LinuxLists.cc - RAID-5 design bug (or misfeature)

2005-05-29 22:53:29

Subject: RAID-5 design bug (or misfeature)

Hi

RAID-5 has rather serious design bug --- when two disks become temporarily
inaccessible (as it happened to me because of high temperature in server
room), linux writes information about these errors to the remaining disks
and when failed disks are on line again, RAID-5 won't ever be accessible.

RAID-HOWTO lists some actions that can be done in this case, but none of
them can be done if root filesystem is on RAID --- the machine just won't
boot.

I think Linux should stop accessing all disks in RAID-5 array if two disks
fail and not write "this array is dead" in superblocks on remaining disks,
efficiently destroying the whole array.

Mikulas

2005-05-29 23:05:09

by Wakko Warner

[permalink] [raw]

Subject: Re: RAID-5 design bug (or misfeature)

Mikulas Patocka wrote:
> RAID-5 has rather serious design bug --- when two disks become temporarily
> inaccessible (as it happened to me because of high temperature in server
> room), linux writes information about these errors to the remaining disks
> and when failed disks are on line again, RAID-5 won't ever be accessible.

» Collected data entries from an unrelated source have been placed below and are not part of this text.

use crate::markup::{Node, el};

pub const PLACEHOLDER: &str = "Search for a word";
pub const SUBMIT_LABEL: &str = "Search";

/// Key and pointer events the search box reacts to
#[derive(Debug, Clone, Copy, PartialEq, Eq)]
pub enum InputEvent {
    Char(char),
    Backspace,
    /// Enter pressed while the field has focus
    Enter,
    /// The "Search" button
    SubmitClicked,
}

/// Controlled search field. Owns only the draft text.
#[derive(Debug, Clone, Default)]
pub struct SearchInput {
    draft: String,
}

impl SearchInput {
    pub fn new() -> Self {
        Self::default()
    }

    pub fn value(&self) -> &str {
        &self.draft
    }

    pub fn set_value(&mut self, value: impl Into<String>) {
        self.draft = value.into();
    }

    /// Apply an event; returns the committed term on submit.
    ///
    /// The term is the draft exactly as typed, with no trimming or validation.
    pub fn handle(&mut self, event: InputEvent) -> Option<String> {
        match event {
            InputEvent::Char(c) => {
                self.draft.push(c);
                None
            }
            InputEvent::Backspace => {
                self.draft.pop();
                None
            }
            InputEvent::Enter | InputEvent::SubmitClicked => Some(self.draft.clone()),
        }
    }

    /// Type `text` into the field one character at a time
    pub fn type_text(&mut self, text: &str) {
        for c in text.chars() {
            self.handle(InputEvent::Char(c));
        }
    }

    pub fn view(&self) -> Node {
        el("form")
            .class("search")
            .child(
                el("input")
                    .attr("type", "text")
                    .attr("value", self.draft.as_str())
                    .attr("placeholder", PLACEHOLDER),
            )
            .child(el("button").attr("type", "submit").child(SUBMIT_LABEL))
            .into()
    }
}
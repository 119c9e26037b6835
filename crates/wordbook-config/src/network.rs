use serde::{Deserialize, Serialize};

pub const DEFAULT_API_URL: &str = "https://api.dictionaryapi.dev/api/v2/entries";

fn default_api_url() -> String {
    DEFAULT_API_URL.to_string()
}

fn default_language() -> String {
    "en".to_string()
}

/// Where lookups are sent
#[derive(Debug, Serialize, Deserialize, Clone, PartialEq)]
#[serde(default)]
pub struct NetworkConfig {
    #[serde(default = "default_api_url")]
    pub api_url: String,
    #[serde(default = "default_language")]
    pub language: String,
}

impl NetworkConfig {
    pub fn from_vars(var: impl Fn(&str) -> Option<String>) -> Self {
        Self {
            api_url: var("DICTIONARY_API_URL").unwrap_or_else(default_api_url),
            language: var("DICTIONARY_LANG").unwrap_or_else(default_language),
        }
    }

    /// Base URL for entries in the configured language, without a trailing slash
    pub fn entries_url(&self) -> String {
        format!("{}/{}", self.api_url.trim_end_matches('/'), self.language)
    }
}

impl Default for NetworkConfig {
    fn default() -> Self {
        Self {
            api_url: default_api_url(),
            language: default_language(),
        }
    }
}
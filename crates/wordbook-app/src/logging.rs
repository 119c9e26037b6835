use tracing_subscriber::EnvFilter;
use wordbook_config::LogFormat;

/// Install the global subscriber. Logs go to stderr; stdout is for pages.
pub fn init(format: LogFormat) {
    let filter = EnvFilter::try_from_default_env().unwrap_or_else(|_| EnvFilter::new("warn"));
    let builder = tracing_subscriber::fmt()
        .with_env_filter(filter)
        .with_writer(std::io::stderr);

    match format {
        LogFormat::Json => builder.json().init(),
        LogFormat::Pretty => builder.with_ansi(atty::is(atty::Stream::Stderr)).init(),
    }
}
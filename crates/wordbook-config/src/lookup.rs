use serde::{Deserialize, Serialize};

/// Upper bound on definitions shown per meaning
pub const MAX_DEFINITIONS: usize = 5;

fn default_max_definitions() -> usize {
    MAX_DEFINITIONS
}

#[derive(Debug, Serialize, Deserialize, Clone, PartialEq)]
#[serde(default)]
pub struct LookupConfig {
    #[serde(default = "default_max_definitions")]
    pub max_definitions: usize,
}

impl LookupConfig {
    pub fn from_vars(var: impl Fn(&str) -> Option<String>) -> Self {
        let max_definitions = var("MAX_DEFINITIONS")
            .and_then(|v| v.parse().ok())
            .unwrap_or_else(default_max_definitions);

        Self { max_definitions }
    }

    /// Configured cap, kept within 1..=MAX_DEFINITIONS
    pub fn definition_cap(&self) -> usize {
        self.max_definitions.clamp(1, MAX_DEFINITIONS)
    }
}

impl Default for LookupConfig {
    fn default() -> Self {
        Self {
            max_definitions: default_max_definitions(),
        }
    }
}
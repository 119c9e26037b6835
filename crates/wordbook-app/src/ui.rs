use kanal::{AsyncReceiver, AsyncSender};
use tokio::io::{AsyncBufRead, AsyncBufReadExt, AsyncWrite, AsyncWriteExt};
use tokio_util::sync::CancellationToken;
use wordbook_config::ui::{OutputFormat, UiConfig};
use wordbook_core::{InputEvent, SearchInput, html_document, render_page};
use wordbook_types::{AppEvent, LookupState};

/// Render the whole page for the configured layout and format
pub fn render(input: &SearchInput, state: &LookupState, ui: &UiConfig) -> String {
    let page = render_page(input, state, ui.layout);

    match ui.format {
        OutputFormat::Text => format!("{}\n", page.to_text()),
        OutputFormat::Html => html_document(&page),
    }
}

/// Terminal front-end: every input line is typed into the search box and
/// submitted with Enter; every state change is written out.
///
/// At end of input the backend is asked to shut down. Updates keep being
/// rendered until it answers with `Shutdown`.
pub async fn ui_loop<R, W>(
    reader: R,
    mut writer: W,
    app_to_ui_rx: AsyncReceiver<AppEvent>,
    ui_to_app_tx: AsyncSender<AppEvent>,
    ui: UiConfig,
    cancel: CancellationToken,
) -> anyhow::Result<()>
where
    R: AsyncBufRead + Unpin,
    W: AsyncWrite + Unpin,
{
    let mut input = SearchInput::new();
    let mut lines = reader.lines();
    let mut input_open = true;

    writer
        .write_all(render(&input, &LookupState::Idle, &ui).as_bytes())
        .await?;
    writer.flush().await?;

    tracing::info!("[UI] Ready, layout={:?} format={:?}", ui.layout, ui.format);
    loop {
        tokio::select! {
            line = lines.next_line(), if input_open => {
                let Some(line) = line? else {
                    tracing::info!("[UI] Input closed");
                    input_open = false;
                    if ui_to_app_tx.send(AppEvent::Shutdown).await.is_err() {
                        break;
                    }
                    continue;
                };

                input.set_value("");
                input.type_text(&line);
                if let Some(term) = input.handle(InputEvent::Enter) {
                    ui_to_app_tx.send(AppEvent::Search(term)).await?;
                }
            }
            event = app_to_ui_rx.recv() => {
                match event? {
                    AppEvent::StateChanged(state) => {
                        writer.write_all(render(&input, &state, &ui).as_bytes()).await?;
                        writer.flush().await?;
                    }
                    AppEvent::Shutdown => break,
                    AppEvent::Search(_) => {}
                }
            }
            _ = cancel.cancelled() => {
                tracing::info!("[UI] Stopping");
                break;
            }
        }
    }

    Ok(())
}

#[cfg(test)]
mod tests {
    use wordbook_config::Layout;

    use super::*;

    #[test]
    fn test_render_text_error_page() {
        let mut input = SearchInput::new();
        input.type_text("hejsan");
        let ui = UiConfig::default();

        let out = render(
            &input,
            &LookupState::Error("Word not found in the dictionary".to_string()),
            &ui,
        );

        assert_eq!(out, "[ hejsan ] [Search]\nWord not found in the dictionary\n");
    }

    #[test]
    fn test_render_html_book_page() {
        let ui = UiConfig {
            layout: Layout::Book,
            format: OutputFormat::Html,
        };

        let out = render(&SearchInput::new(), &LookupState::Loading, &ui);

        assert!(out.starts_with("<!DOCTYPE html>"));
        assert!(out.contains("<p class=\"loading\">Loading...</p>"));
    }
}
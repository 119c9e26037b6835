use maud::{DOCTYPE, PreEscaped, html};
use wordbook_config::Layout;
use wordbook_types::LookupState;

use crate::book::render_book;
use crate::input::SearchInput;
use crate::markup::{Node, el};
use crate::view::render_results;

const TITLE: &str = "Wordbook";

const STYLE: &str = "\
body { display: flex; justify-content: center; font-family: Georgia, serif; }
form.search { text-align: center; margin: 24px 0; }
section.results { width: 600px; max-width: 100%; padding: 0 36px 36px; }
div.book { width: 700px; height: 550px; display: flex; margin-top: 30px; }
div.left-page { width: 50%; padding: 0 25px 0 75px; overflow-wrap: break-word; }
div.right-page { width: 50%; padding: 20px 75px 0 25px; overflow-wrap: break-word; }
";

/// Search box above the results region for `layout`
pub fn render_page(input: &SearchInput, state: &LookupState, layout: Layout) -> Node {
    let results = match layout {
        Layout::List => render_results(state),
        Layout::Book => render_book(state),
    };

    el("main").child(input.view()).child(results).into()
}

/// Standalone HTML document around a rendered page
pub fn html_document(page: &Node) -> String {
    let document = html! {
        (DOCTYPE)
        html lang="en" {
            head {
                meta charset="utf-8";
                title { (TITLE) }
                style { (PreEscaped(STYLE)) }
            }
            body { (page) }
        }
    };

    format!("{}\n", document.into_string())
}

#[cfg(test)]
mod tests {
    use super::*;

    #[test]
    fn test_page_has_search_controls_in_every_state() {
        let input = SearchInput::new();

        for state in [
            LookupState::Idle,
            LookupState::Loading,
            LookupState::Error("Word not found in the dictionary".into()),
        ] {
            for layout in [Layout::List, Layout::Book] {
                let page = render_page(&input, &state, layout);
                assert_eq!(page.find_by_tag("input").len(), 1);
                assert_eq!(page.find_by_text("Search").len(), 1);
            }
        }
    }

    #[test]
    fn test_loading_page_text() {
        let mut input = SearchInput::new();
        input.set_value("word");

        let text = render_page(&input, &LookupState::Loading, Layout::List).to_text();
        assert_eq!(text, "[ word ] [Search]\nLoading...");
    }

    #[test]
    fn test_html_document_wraps_page() {
        let input = SearchInput::new();
        let page = render_page(&input, &LookupState::Idle, Layout::List);
        let html = html_document(&page);

        assert!(html.starts_with("<!DOCTYPE html><html lang=\"en\"><head><meta charset=\"utf-8\">"));
        assert!(html.contains(&format!("<style>{STYLE}</style>")));
        assert!(html.contains("<title>Wordbook</title>"));
        assert!(html.contains("placeholder=\"Search for a word\""));
        assert!(html.contains("<button type=\"submit\">Search</button>"));
        assert!(html.trim_end().ends_with("</html>"));
    }
}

I ran into this myself, however, I had 10 disks (5 per channel) and one
chennel went down. Ok, my array was dead at that point and I had to reboot.
What luck, the arry wasn't usable anymore. My /usr was on that array, but
my / was not. I did not want to go through the initrd/initramfs thing at
the time to setup my / with raid5, plus the fact you truely cannot boot from
it (thus partitioning and setting aside a slice wasn't viable to me)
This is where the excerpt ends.